Functional Varus Due to Tibial Torsion
Alfons R. Glaubitz *
When Charles E. Irwin, M.D., presented his paper on the iliotibial band, he paid special attention to the varus position of the foot and its gait when fitted with a long leg brace, when a tight iliotibial band was present. Doctor Irwin identified this gait, one of "Functional Varus."
Previous to this, corrections applied to overcome functional varus were: outside heel and sole wedges; outflared heels and soles and the application of an outside "T" strap; or the shoe was placed in a larger degree of toe-out on the stirrup.
Functional varus may have many causes including severe trauma, but the majority of functional varus is found in polio and, in cases where an external rotation of the foot is considered normal.
The object of this paper is to familiarize the Orthotist with the problem confronting him and how to properly brace a tibial rotated foot. Several elements are present to recognize the deformity. The patient's gait is one of functional varus, e. g., he will walk on the outer border of the shoe and his gait is unstable; second, the leg is internally rotated in the brace and the patella is no longer in the center of the brace. In the posterior view the medial condyle of the limb is posterior to that of the medial knee brace joint.
In the usual attachment of the shoe or other foot appliance, a certain degree of "toe-out" on the brace is always considered proper. The sagittal axis of the ankle joint in the tibio-talar articulation has its limitation in internal and external rotation. It is the limitation of the internal rotation of the ankle joint which causes the internal rotation of the leg in the brace and forcing the foot into varus.
Method of Bracing
The brace is completed in the usual manner for the fitting with the usual toe-out position of the shoe in the brace. The inner below-the-knee brace bar is not attached to the stirrup and it is also advisable not to fasten the calf band to the inner bar.
The patient may either stand erect or be in a reclining position when the brace is applied. The Orthotist will then apply his bending irons to the lateral side of the brace above the ankle joint and twist the foot out until the patella is in the center of the brace and the medial condyle of the limb coincides with the medial knee joint center of the brace.

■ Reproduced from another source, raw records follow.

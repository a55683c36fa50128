/*
 * SPDX-FileCopyrightText: 2024-2026 bootpatch contributors
 * SPDX-License-Identifier: GPL-3.0-only
 */

pub mod install;
pub mod rebrand;
pub mod session;
pub mod shell;
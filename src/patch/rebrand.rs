/*
 * SPDX-FileCopyrightText: 2024-2026 bootpatch contributors
 * SPDX-License-Identifier: GPL-3.0-only
 */

//! Rewrites an application package's compiled manifest and re-signs it. The
//! signer is injected so the certificate handling stays outside this crate.

use std::{
    collections::HashMap,
    fs::File,
    io::{self, BufReader, Cursor, Read, Write},
    path::Path,
};

use tempfile::NamedTempFile;
use thiserror::Error;
use tracing::debug;
use zip::{
    result::ZipError, write::SimpleFileOptions, CompressionMethod, ZipArchive, ZipWriter,
};

use crate::{format::axml, util};

pub const PATH_MANIFEST: &str = "AndroidManifest.xml";

#[derive(Debug, Error)]
pub enum Error {
    #[error("Package has no {PATH_MANIFEST:?} entry")]
    ManifestMissing,
    #[error("Failed to patch manifest")]
    Axml(#[from] axml::Error),
    #[error("Zip error")]
    Zip(#[from] ZipError),
    #[error("I/O error")]
    Io(#[from] io::Error),
}

type Result<T> = std::result::Result<T, Error>;

/// Produces signed package bytes from unsigned package bytes. Signing is pure
/// bytes-to-bytes; key material never passes through this crate.
pub trait PackageSigner {
    fn sign(&self, unsigned: &[u8]) -> io::Result<Vec<u8>>;
}

/// Rewrite `package`'s manifest string pool with `replacements`, re-sign the
/// result, and write it atomically to `output`. Every entry other than the
/// manifest is copied through without recompression.
pub fn rebrand_package(
    package: &Path,
    replacements: &HashMap<String, String>,
    signer: &dyn PackageSigner,
    output: &Path,
) -> Result<()> {
    let mut zip = ZipArchive::new(BufReader::new(File::open(package)?))?;
    let mut writer = ZipWriter::new(Cursor::new(Vec::new()));

    let mut manifest_seen = false;

    for i in 0..zip.len() {
        let is_manifest = zip.by_index_raw(i)?.name() == PATH_MANIFEST;

        if is_manifest {
            let mut data = Vec::new();
            zip.by_index(i)?.read_to_end(&mut data)?;

            let patched = axml::patch_string_pool(&data, replacements)?;

            let options =
                SimpleFileOptions::default().compression_method(CompressionMethod::Deflated);
            writer.start_file(PATH_MANIFEST, options)?;
            writer.write_all(&patched)?;

            manifest_seen = true;
        } else {
            let entry = zip.by_index_raw(i)?;
            writer.raw_copy_file(entry)?;
        }
    }

    if !manifest_seen {
        return Err(Error::ManifestMissing);
    }

    let unsigned = writer.finish()?.into_inner();

    debug!("Signing rebranded package: {} bytes", unsigned.len());
    let signed = signer.sign(&unsigned)?;

    let mut temp = NamedTempFile::new_in(util::parent_path(output))?;
    temp.write_all(&signed)?;
    temp.persist(output).map_err(|e| Error::Io(e.error))?;

    Ok(())
}
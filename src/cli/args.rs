/*
 * SPDX-FileCopyrightText: 2024-2026 bootpatch contributors
 * SPDX-License-Identifier: GPL-3.0-only
 */

use std::{
    io,
    sync::{
        atomic::{AtomicBool, Ordering},
        Arc,
    },
};

use anyhow::Result;
use clap::{Parser, Subcommand};
use tracing_subscriber::{filter::LevelFilter, EnvFilter};

use crate::cli::{install, payload, rebrand};

#[allow(clippy::large_enum_variant)]
#[derive(Debug, Subcommand)]
pub enum Command {
    Patch(install::PatchCli),
    Flash(install::FlashCli),
    Uninstall(install::UninstallCli),
    FixEnv(install::FixEnvCli),
    Extract(payload::ExtractCli),
    Rebrand(rebrand::RebrandCli),
}

#[derive(Debug, Parser)]
#[command(version)]
pub struct Cli {
    #[command(subcommand)]
    pub command: Command,
}

fn init_logging() {
    tracing_subscriber::fmt()
        .with_writer(io::stderr)
        .with_env_filter(
            EnvFilter::builder()
                .with_default_directive(LevelFilter::INFO.into())
                .from_env_lossy(),
        )
        .init();
}

pub fn main(logging_initialized: &AtomicBool, cancel_signal: &Arc<AtomicBool>) -> Result<()> {
    // Parse the arguments first so that `--help` doesn't pull in the logging
    // machinery.
    let cli = Cli::parse();

    init_logging();
    logging_initialized.store(true, Ordering::SeqCst);

    match cli.command {
        Command::Patch(c) => install::patch_subcommand(&c, cancel_signal),
        Command::Flash(c) => install::flash_subcommand(&c, cancel_signal),
        Command::Uninstall(c) => install::uninstall_subcommand(&c, cancel_signal),
        Command::FixEnv(c) => install::fix_env_subcommand(&c, cancel_signal),
        Command::Extract(c) => payload::extract_subcommand(&c, cancel_signal),
        Command::Rebrand(c) => rebrand::rebrand_subcommand(&c),
    }
}
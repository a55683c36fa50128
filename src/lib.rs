/*
 * SPDX-FileCopyrightText: 2024-2026 bootpatch contributors
 * SPDX-License-Identifier: GPL-3.0-only
 */

//! bootpatch is primarily an application and not a library. The semver
//! versioning covers the CLI only; all Rust APIs can change at any time, even
//! in patch releases.
//!
//! The CLI source files use concrete types wherever possible for simplicity,
//! while the "library"-style source files aim to be generic.

pub mod cli;
pub mod format;
pub mod patch;
pub mod protobuf;
pub mod stream;
pub mod util;
fn run_session<'a>(
    config: &'a InstallConfig,
    executor: &'a dyn CommandExecutor,
    cancel_signal: &'a AtomicBool,
    body: impl FnOnce(&mut Installer<'a>) -> Result<()>,
) -> InstallOutcome {
    let Some(_guard) = SessionGuard::acquire() else {
        let mut console = Console::new();
        console.log("Rejected: another install session is active");

        let (console, log) = console.into_parts();
        return InstallOutcome {
            success: false,
            busy: true,
            console,
            log,
        };
    };

    let mut installer = Installer {
        config,
        executor,
        console: Console::new(),
        cancel_signal,
    };

    let success = match body(&mut installer) {
        Ok(()) => {
            installer.console.say("- All done!");
            true
        }
        Err(e) => {
            installer.console.log(format!("{e:?}"));
            installer.console.say(format!("! {e}"));
            installer.console.say("! Installation failed");
            false
        }
    };

    let (console, log) = installer.console.into_parts();
    InstallOutcome {
        success,
        busy: false,
        console,
        log,
    }
}

/// Patch a boot artifact file and write the result next to it.
pub fn patch_file(
    config: &InstallConfig,
    executor: &dyn CommandExecutor,
    input: &Path,
    cancel_signal: &AtomicBool,
) -> InstallOutcome {
    run_session(config, executor, cancel_signal, |i| i.patch_file(input))
}

/// Patch the device's active boot image in place and flash it back.
pub fn direct_install(
    config: &InstallConfig,
    executor: &dyn CommandExecutor,
    cancel_signal: &AtomicBool,
) -> InstallOutcome {
    run_session(config, executor, cancel_signal, |i| i.direct_install())
}

/// Patch the inactive A/B slot after an OTA and switch the reboot target to
/// it.
pub fn second_slot_install(
    config: &InstallConfig,
    executor: &dyn CommandExecutor,
    cancel_signal: &AtomicBool,
) -> InstallOutcome {
    run_session(config, executor, cancel_signal, |i| i.second_slot_install())
}

/// Repair the helper environment without touching any boot image.
pub fn fix_environment(
    config: &InstallConfig,
    executor: &dyn CommandExecutor,
    cancel_signal: &AtomicBool,
) -> InstallOutcome {
    run_session(config, executor, cancel_signal, |i| i.fix_environment())
}

/// Restore the backed-up stock images.
pub fn uninstall(
    config: &InstallConfig,
    executor: &dyn CommandExecutor,
    cancel_signal: &AtomicBool,
) -> InstallOutcome {
    run_session(config, executor, cancel_signal, |i| i.uninstall())
}

#[cfg(test)]
mod tests {
    use std::io::Cursor;

    use super::*;

    #[test]
    fn sniff_known_formats() {
        let mut tar = vec![0u8; 512];
        tar[257..262].copy_from_slice(b"ustar");
        assert_eq!(sniff_format(Cursor::new(tar)).unwrap(), ArtifactKind::Tar);

        assert_eq!(
            sniff_format(Cursor::new(b"CrAU\x00".to_vec())).unwrap(),
            ArtifactKind::Payload,
        );
        assert_eq!(
            sniff_format(Cursor::new(b"PK\x03\x04rest".to_vec())).unwrap(),
            ArtifactKind::Zip,
        );
        assert_eq!(
            sniff_format(Cursor::new(b"ANDROID!".to_vec())).unwrap(),
            ArtifactKind::RawImage,
        );
    }

    #[test]
    fn sniff_short_input() {
        assert_eq!(
            sniff_format(Cursor::new(Vec::new())).unwrap(),
            ArtifactKind::RawImage,
        );
    }
}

The medial side of the stirrup will now be far in front of the below-the-knee brace bar. To meet the stirrup in its forward position, the inner bar is hammered or bent in its entire length anteriorly to meet the stirrup ankle joint.
Because of the longer distance which now exists between the knee and ankle joint, the inner bar will become a trifle longer. A previous drilling of screw holes to the inner bar is therefore not advisable. The calf band is then fitted to its new position. Substituting for a longer one is not necessary and not advisable.
Once the right amount of external rotation of the shoe on the brace is given, functional varus will have ceased to exist. The addition of a pelvic band to the long leg brace has no ill effect on the newly acquired position of the foot, as the changes made on the brace are below the frontal plane of the knee axis.
Alfons Glaubitz completed his apprenticeship and trade school course in Germany, receiving his Master's Degree in Bracemaking in 1925 from the German Orthopedic Trade Commission. After working for some time with an appliance company in Brooklyn, New York, he opened his own establishment at Elizabethtown, Pennsylvania. In 1939 he founded and still directs another brace shop at the crippled children's hospital in Elizabethtown. He is the author of several articles on appliances which have appeared in magazines and books. Mr. Glaubitz is a member of the National Advisory Council to the Certification Board representing Eastern Pennsylvania.
- Irwin, C. E. J.-The Iliotibial Band- J. Bone & Joint Surg., 34A: 141-146, January 1949.
- Outland, Tom-Personal Communication.